O que muda quando comparamos o golpe sofrido por Beatriz com o caminho que a lei garante?
A diferença entre o prejuízo de Beatriz e a reparação prevista em lei não está na esperteza dos golpistas, mas na falha do sistema que deveria ter barrado a transação suspeita.
A comparação entre o que aconteceu com Beatriz e o que a lei exige do banco fica clara na tabela:
| Etapa | O que Beatriz fez | O que a lei exige |
|---|---|---|
| Origem do golpe Perfil falso no Instagram | Comprou um curso numa página idêntica à do influenciador original | Fraude de terceiros, fora do controle do consumidor |
| Autorização do PIX Primeira transferência para o destino | Banco aprovou R$ 3 mil sem checagem adicional | Falha no dever de monitorar transações atípicas |
| Comunicação do golpe Logo após a fraude | Avisou o banco no mesmo dia sobre a transferência suspeita | Banco deve agir rápido diante do aviso do cliente |
| Ônus da prova Durante o processo | Reuniu prints da página falsa e do comprovante do PIX | Cabe ao banco provar que a operação foi segura |
| Decisão judicial Resultado do processo | Recebeu o estorno determinado pela Justiça | Aplicação da Súmula 479 do STJ |
O que se aprende com a história de Beatriz?

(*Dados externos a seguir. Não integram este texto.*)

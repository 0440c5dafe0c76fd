// ABOUTME: OIDC discovery metadata generator over live configuration
// ABOUTME: Wire field names are the contract external clients depend on; do not rename
//
// Licensed under either of Apache License, Version 2.0 or MIT License at your option.

//! Discovery document
//!
//! Assembled from the URL builder, the protocol constants, the scope
//! registry, and the engine configuration on every request, so
//! configuration changes are reflected immediately. Caching, if desired,
//! is a host concern.

use crate::constants::claims;
use crate::constants::oauth::{
    ClientSecretAuthMethod, GrantType, PkceCodeChallengeMethod, ResponseType,
};
use crate::context::EngineContext;
use crate::pipeline::EndpointRequest;
use serde::Serialize;

/// The `.well-known/openid-configuration` metadata document
#[derive(Debug, Clone, Serialize)]
pub struct DiscoveryDocument {
    /// Issuer identifier
    pub issuer: String,
    /// Authorization endpoint URL
    pub authorization_endpoint: String,
    /// Token endpoint URL
    pub token_endpoint: String,
    /// Userinfo endpoint URL
    pub userinfo_endpoint: String,
    /// Dynamic client registration endpoint URL
    pub registration_endpoint: String,
    /// RP-initiated logout endpoint URL
    pub end_session_endpoint: String,
    /// Session-management check iframe URL
    pub check_session_iframe: String,
    /// Public key-set URL
    pub jwks_uri: String,
    /// Supported grant-type wire names
    pub grant_types_supported: Vec<&'static str>,
    /// Supported response modes
    pub response_modes_supported: Vec<&'static str>,
    /// Supported response-type wire names
    pub response_types_supported: Vec<&'static str>,
    /// Advertised scope codes
    pub scopes_supported: Vec<String>,
    /// Client authentication methods at the token endpoint
    pub token_endpoint_auth_methods_supported: Vec<&'static str>,
    /// Request-object signing algorithms
    pub request_object_signing_alg_values_supported: Vec<&'static str>,
    /// Userinfo signing algorithms
    pub userinfo_signing_alg_values_supported: Vec<&'static str>,
    /// Whether the `request` parameter is accepted
    pub request_parameter_supported: bool,
    /// Whether the `request_uri` parameter is accepted
    pub request_uri_parameter_supported: bool,
    /// Whether `request_uri` values must be pre-registered
    pub require_request_uri_registration: bool,
    /// Whether the `claims` parameter is accepted
    pub claims_parameter_supported: bool,
    /// ID-token signing algorithms
    pub id_token_signing_alg_values_supported: Vec<&'static str>,
    /// Supported subject identifier types
    pub subject_types_supported: Vec<&'static str>,
    /// Claims the provider can supply
    pub claims_supported: Vec<&'static str>,
    /// PKCE challenge methods
    pub code_challenge_methods_supported: Vec<&'static str>,
}

/// Build the discovery document for a request.
///
/// `token_endpoint_auth_methods_supported` advertises the full method set
/// when the configured list is empty or contains the `All` sentinel, and
/// the configured subset mapped to wire names otherwise.
#[must_use]
pub fn discovery_document(request: &EndpointRequest, ctx: &EngineContext) -> DiscoveryDocument {
    let urls = ctx.urls();

    let configured = &ctx.config().client_secret_auth_methods;
    let auth_methods = if configured.is_empty() || configured.contains(&ClientSecretAuthMethod::All)
    {
        ClientSecretAuthMethod::all_methods()
    } else {
        configured.iter().map(|m| m.as_str()).collect()
    };

    DiscoveryDocument {
        issuer: urls.issuer(request),
        authorization_endpoint: urls.authorize_url(request),
        token_endpoint: urls.token_url(request),
        userinfo_endpoint: urls.userinfo_url(request),
        registration_endpoint: urls.registration_url(request),
        end_session_endpoint: urls.end_session_url(request),
        check_session_iframe: urls.check_session_url(request),
        jwks_uri: urls.jwks_url(request),
        grant_types_supported: GrantType::all(),
        response_modes_supported: vec!["fragment", "query"],
        response_types_supported: ResponseType::all(),
        scopes_supported: ctx.scopes().codes(),
        token_endpoint_auth_methods_supported: auth_methods,
        request_object_signing_alg_values_supported: vec!["none", "RS256", "ES256"],
        userinfo_signing_alg_values_supported: vec!["RS256", "ES256"],
        request_parameter_supported: true,
        request_uri_parameter_supported: true,
        require_request_uri_registration: false,
        claims_parameter_supported: true,
        id_token_signing_alg_values_supported: vec!["RS256", "ES256"],
        subject_types_supported: vec!["public"],
        claims_supported: vec![
            claims::ISSUER,
            claims::SUBJECT,
            claims::AUDIENCE,
            claims::EXPIRATION,
            claims::ISSUED_AT,
            claims::NONCE,
            claims::AUTH_TIME,
            claims::USERNAME,
        ],
        code_challenge_methods_supported: PkceCodeChallengeMethod::all(),
    }
}
//! Chunked packet transport over a CAN bus.
//!
//! A CAN frame carries at most 8 payload bytes, so one encoded message goes
//! out as a header packet `[n_packets][total_size]` followed by `n_packets`
//! data packets, all addressed to the destination device id. The receiver
//! filters on its own id and reassembles a whole message within one poll;
//! anything short of a complete, consistent sequence is an error, never a
//! partial message.

#[cfg(test)]
use log::warn;

#[cfg(not(test))]
use defmt::warn;

use crate::definitions::AddressedMessage;
use crate::wire::{self, Decode, SliceSource};

/// Payload bytes per data packet.
pub const CHUNK_SIZE: usize = 8;

/// Largest encoded message the one-byte header size field can declare.
pub const MAX_MESSAGE: usize = 255;

/// The CAN peripheral contract. Ids are extended CAN ids.
pub trait CanBus {
    type Error;

    /// Starts an outgoing packet addressed to `id`.
    fn begin_packet(&mut self, id: u32) -> Result<(), Self::Error>;

    /// Appends one payload byte to the open packet.
    fn write(&mut self, byte: u8) -> Result<(), Self::Error>;

    /// Transmits the open packet.
    fn end_packet(&mut self) -> Result<(), Self::Error>;

    /// Takes the next pending incoming packet, returning its payload size,
    /// or 0 when nothing is pending.
    fn parse_packet(&mut self) -> usize;

    /// Restricts reception to packets addressed to `id`.
    fn filter(&mut self, id: u32);

    /// Unread payload bytes of the current packet.
    fn available(&mut self) -> usize;

    /// Reads one payload byte of the current packet.
    fn read(&mut self) -> Option<u8>;
}

#[derive(Debug, PartialEq, Eq, Clone)]
pub enum SendError<E> {
    /// The encoded message exceeds [`MAX_MESSAGE`].
    MessageTooLarge,
    /// The bus rejected a packet; the whole message was abandoned.
    Bus(E),
}

#[derive(Debug, PartialEq, Eq, Clone)]
pub enum ReceiveError<E> {
    /// The header packet is malformed or inconsistent.
    BadHeader,
    /// Fewer packets or payload bytes arrived than the header declared.
    Underrun,
    Wire(wire::Error),
    Bus(E),
}

/// Chunker and reassembler for one CAN bus, filtered to one device id.
pub struct CanLink<B: CanBus> {
    bus: B,
    device_id: u32,
}

impl<B: CanBus> CanLink<B> {
    pub fn new(bus: B, device_id: u32) -> Self {
        Self { bus, device_id }
    }

    pub const fn device_id(&self) -> u32 {
        self.device_id
    }

    pub fn bus_mut(&mut self) -> &mut B {
        &mut self.bus
    }

    /// Encodes `msg` and transmits it to `dest` as a header packet plus
    /// data packets of up to [`CHUNK_SIZE`] bytes. Any packet failure
    /// abandons the whole message; retrying means resending all of it.
    pub fn send_to(&mut self, msg: &AddressedMessage, dest: u32) -> Result<(), SendError<B::Error>> {
        let data: heapless::Vec<u8, MAX_MESSAGE> =
            wire::to_vec(msg).map_err(|_| SendError::MessageTooLarge)?;
        let n_packets = data.len().div_ceil(CHUNK_SIZE);

        self.bus.begin_packet(dest).map_err(SendError::Bus)?;
        self.bus.write(n_packets as u8).map_err(SendError::Bus)?;
        self.bus.write(data.len() as u8).map_err(SendError::Bus)?;
        self.bus.end_packet().map_err(SendError::Bus)?;

        for chunk in data.chunks(CHUNK_SIZE) {
            self.bus.begin_packet(dest).map_err(SendError::Bus)?;
            for &byte in chunk {
                self.bus.write(byte).map_err(SendError::Bus)?;
            }
            self.bus.end_packet().map_err(SendError::Bus)?;
        }
        Ok(())
    }

    /// Collects one complete message addressed to this device, or
    /// `Ok(None)` when nothing is pending. Reassembly happens within the
    /// one call; a sequence that cannot complete is reported rather than
    /// returned partially filled.
    pub fn poll(&mut self) -> Result<Option<AddressedMessage>, ReceiveError<B::Error>> {
        self.bus.filter(self.device_id);
        if self.bus.parse_packet() == 0 {
            return Ok(None);
        }

        let n_packets = self.bus.read().ok_or(ReceiveError::BadHeader)?;
        let size = self.bus.read().ok_or(ReceiveError::BadHeader)?;
        if self.bus.available() != 0 || n_packets == 0 || size == 0 {
            warn!("bad header read");
            return Err(ReceiveError::BadHeader);
        }
        let size = usize::from(size);
        if size > usize::from(n_packets) * CHUNK_SIZE {
            warn!(
                "header declares {} bytes in {} packets",
                size, n_packets
            );
            return Err(ReceiveError::BadHeader);
        }

        let mut data = heapless::Vec::<u8, MAX_MESSAGE>::new();
        for _ in 0..n_packets {
            if self.bus.parse_packet() == 0 {
                return Err(ReceiveError::Underrun);
            }
            while let Some(byte) = self.bus.read() {
                // Bytes past the declared size (a sender that pads its
                // final packet) are read and discarded.
                if data.len() < size {
                    data.push(byte).ok();
                }
            }
        }
        if data.len() < size {
            return Err(ReceiveError::Underrun);
        }

        let mut source = SliceSource::new(&data);
        AddressedMessage::decode(&mut source)
            .map(Some)
            .map_err(ReceiveError::Wire)
    }
}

Confiar numa página idêntica à de um influenciador conhecido não foi um erro grosseiro de Beatriz. Foi exatamente essa semelhança que os golpistas treinam para reproduzir com precisão.
Quem realmente quer se proteger de golpes parecidos precisa seguir esse roteiro: confirmar o link oficial do curso no site ou no perfil verificado do criador, evitar PIX para contas recém-criadas ou sem histórico de vendas, registrar boletim de ocorrência e notificar o banco no mesmo dia, além de buscar um advogado caso a instituição negue o estorno.
Uma fritadeira elétrica com desconto surgiu numa página que copiava até os destaques do perfil oficial de uma loja conhecida. Foi ali que Beatriz caiu num golpe do Instagram e transferiu R$ 3 mil por PIX para golpistas. O banco liberou a transação sem exigir qualquer confirmação extra, apesar do valor incomum. A história é fictícia, mas mostra como a Justiça aplica a Súmula 479 para responsabilizar instituições financeiras por falhas de segurança.